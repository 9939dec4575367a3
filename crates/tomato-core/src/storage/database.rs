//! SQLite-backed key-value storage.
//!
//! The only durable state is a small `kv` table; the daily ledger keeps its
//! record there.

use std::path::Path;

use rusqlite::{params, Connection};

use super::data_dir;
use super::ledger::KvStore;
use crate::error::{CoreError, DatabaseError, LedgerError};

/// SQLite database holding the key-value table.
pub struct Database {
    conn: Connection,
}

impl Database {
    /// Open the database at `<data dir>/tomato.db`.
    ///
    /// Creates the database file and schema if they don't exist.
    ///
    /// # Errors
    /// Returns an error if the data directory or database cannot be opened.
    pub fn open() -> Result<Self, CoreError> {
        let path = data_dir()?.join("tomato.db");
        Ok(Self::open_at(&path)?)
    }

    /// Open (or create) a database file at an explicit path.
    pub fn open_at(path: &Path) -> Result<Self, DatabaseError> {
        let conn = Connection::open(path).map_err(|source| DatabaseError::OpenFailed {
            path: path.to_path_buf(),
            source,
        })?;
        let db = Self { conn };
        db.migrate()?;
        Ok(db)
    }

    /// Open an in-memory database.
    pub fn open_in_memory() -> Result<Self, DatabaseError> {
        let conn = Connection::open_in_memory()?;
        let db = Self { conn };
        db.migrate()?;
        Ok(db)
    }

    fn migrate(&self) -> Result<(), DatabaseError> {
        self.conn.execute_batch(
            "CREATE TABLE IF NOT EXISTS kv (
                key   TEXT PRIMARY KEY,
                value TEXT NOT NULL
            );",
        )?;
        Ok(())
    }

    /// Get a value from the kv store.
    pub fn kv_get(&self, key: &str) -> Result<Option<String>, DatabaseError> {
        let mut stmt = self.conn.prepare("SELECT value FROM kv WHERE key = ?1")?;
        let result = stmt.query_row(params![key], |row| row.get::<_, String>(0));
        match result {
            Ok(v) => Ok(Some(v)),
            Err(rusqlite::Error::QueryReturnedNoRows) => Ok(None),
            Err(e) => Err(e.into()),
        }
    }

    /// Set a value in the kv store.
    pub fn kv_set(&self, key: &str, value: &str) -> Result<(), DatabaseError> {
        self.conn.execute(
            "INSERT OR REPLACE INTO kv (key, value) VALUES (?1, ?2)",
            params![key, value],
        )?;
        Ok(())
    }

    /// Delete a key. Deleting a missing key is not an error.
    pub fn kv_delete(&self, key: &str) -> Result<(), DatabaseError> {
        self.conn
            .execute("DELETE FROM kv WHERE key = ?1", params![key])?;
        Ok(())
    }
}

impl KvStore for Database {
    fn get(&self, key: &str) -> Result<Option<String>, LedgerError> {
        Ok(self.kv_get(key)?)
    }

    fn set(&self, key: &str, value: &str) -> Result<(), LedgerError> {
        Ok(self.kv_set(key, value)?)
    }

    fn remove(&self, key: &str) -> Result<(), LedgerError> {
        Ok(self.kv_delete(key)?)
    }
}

--

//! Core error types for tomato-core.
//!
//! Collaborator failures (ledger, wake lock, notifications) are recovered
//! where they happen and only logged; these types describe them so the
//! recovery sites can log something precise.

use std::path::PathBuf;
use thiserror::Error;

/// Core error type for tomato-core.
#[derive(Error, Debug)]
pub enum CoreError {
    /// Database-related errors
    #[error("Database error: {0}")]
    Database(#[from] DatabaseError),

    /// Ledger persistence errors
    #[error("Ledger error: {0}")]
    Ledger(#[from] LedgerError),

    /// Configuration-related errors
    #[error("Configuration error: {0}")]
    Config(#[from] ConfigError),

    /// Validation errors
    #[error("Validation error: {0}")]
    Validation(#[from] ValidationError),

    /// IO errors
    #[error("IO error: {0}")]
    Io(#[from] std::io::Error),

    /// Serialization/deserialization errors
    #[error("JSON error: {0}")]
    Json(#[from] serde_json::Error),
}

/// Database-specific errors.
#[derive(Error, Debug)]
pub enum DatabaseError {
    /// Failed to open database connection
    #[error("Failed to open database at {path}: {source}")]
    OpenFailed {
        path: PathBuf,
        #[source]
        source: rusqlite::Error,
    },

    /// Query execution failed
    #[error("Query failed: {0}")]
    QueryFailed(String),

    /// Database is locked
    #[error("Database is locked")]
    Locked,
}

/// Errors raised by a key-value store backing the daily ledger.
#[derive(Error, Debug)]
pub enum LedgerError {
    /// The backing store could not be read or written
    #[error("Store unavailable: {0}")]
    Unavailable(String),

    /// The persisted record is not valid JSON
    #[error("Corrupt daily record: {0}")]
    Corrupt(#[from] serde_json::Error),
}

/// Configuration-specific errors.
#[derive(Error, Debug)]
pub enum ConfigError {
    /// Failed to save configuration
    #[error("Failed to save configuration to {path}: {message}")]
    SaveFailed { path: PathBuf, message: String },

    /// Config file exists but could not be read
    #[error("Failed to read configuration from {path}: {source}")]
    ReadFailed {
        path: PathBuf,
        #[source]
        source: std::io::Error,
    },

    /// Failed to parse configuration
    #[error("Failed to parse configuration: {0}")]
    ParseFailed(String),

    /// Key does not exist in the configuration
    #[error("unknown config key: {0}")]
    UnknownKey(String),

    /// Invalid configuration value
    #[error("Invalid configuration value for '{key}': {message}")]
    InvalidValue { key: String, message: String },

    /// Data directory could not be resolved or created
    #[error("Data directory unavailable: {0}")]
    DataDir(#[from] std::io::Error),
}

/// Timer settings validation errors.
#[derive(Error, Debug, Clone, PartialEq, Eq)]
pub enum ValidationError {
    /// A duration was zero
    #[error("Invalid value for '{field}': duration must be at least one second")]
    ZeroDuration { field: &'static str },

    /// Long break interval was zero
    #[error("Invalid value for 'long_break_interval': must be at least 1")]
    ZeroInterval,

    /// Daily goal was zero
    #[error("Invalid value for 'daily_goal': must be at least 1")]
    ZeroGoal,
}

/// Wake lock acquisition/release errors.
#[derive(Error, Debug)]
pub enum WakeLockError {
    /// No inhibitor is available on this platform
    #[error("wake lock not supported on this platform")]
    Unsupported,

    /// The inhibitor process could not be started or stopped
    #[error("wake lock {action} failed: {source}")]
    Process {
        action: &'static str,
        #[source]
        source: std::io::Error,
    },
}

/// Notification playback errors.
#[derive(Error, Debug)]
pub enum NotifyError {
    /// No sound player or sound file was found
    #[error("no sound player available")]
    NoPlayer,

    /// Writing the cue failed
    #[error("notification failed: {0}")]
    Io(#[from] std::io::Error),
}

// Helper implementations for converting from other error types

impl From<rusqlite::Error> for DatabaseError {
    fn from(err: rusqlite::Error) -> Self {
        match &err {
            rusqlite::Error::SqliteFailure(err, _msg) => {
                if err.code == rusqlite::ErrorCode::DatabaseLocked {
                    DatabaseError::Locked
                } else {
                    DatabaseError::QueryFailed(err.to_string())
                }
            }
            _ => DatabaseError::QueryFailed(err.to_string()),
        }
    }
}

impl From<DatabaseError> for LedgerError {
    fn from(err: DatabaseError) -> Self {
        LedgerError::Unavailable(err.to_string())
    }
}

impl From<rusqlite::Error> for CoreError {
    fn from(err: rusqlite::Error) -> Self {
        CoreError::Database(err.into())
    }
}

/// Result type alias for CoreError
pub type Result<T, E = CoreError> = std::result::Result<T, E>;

_Aim of the exercise_: Using the listing above, copy exactly the line that contains "repository 9939dec4575367a3", the line that contains "use super::data_dir;", and each line that falls between them.

_Expected output_:
repository 9939dec4575367a3
filename crates/tomato-core/src/storage/database.rs
//! SQLite-backed key-value storage.
//!
//! The only durable state is a small `kv` table; the daily ledger keeps its
//! record there.

use std::path::Path;

use rusqlite::{params, Connection};

use super::data_dir;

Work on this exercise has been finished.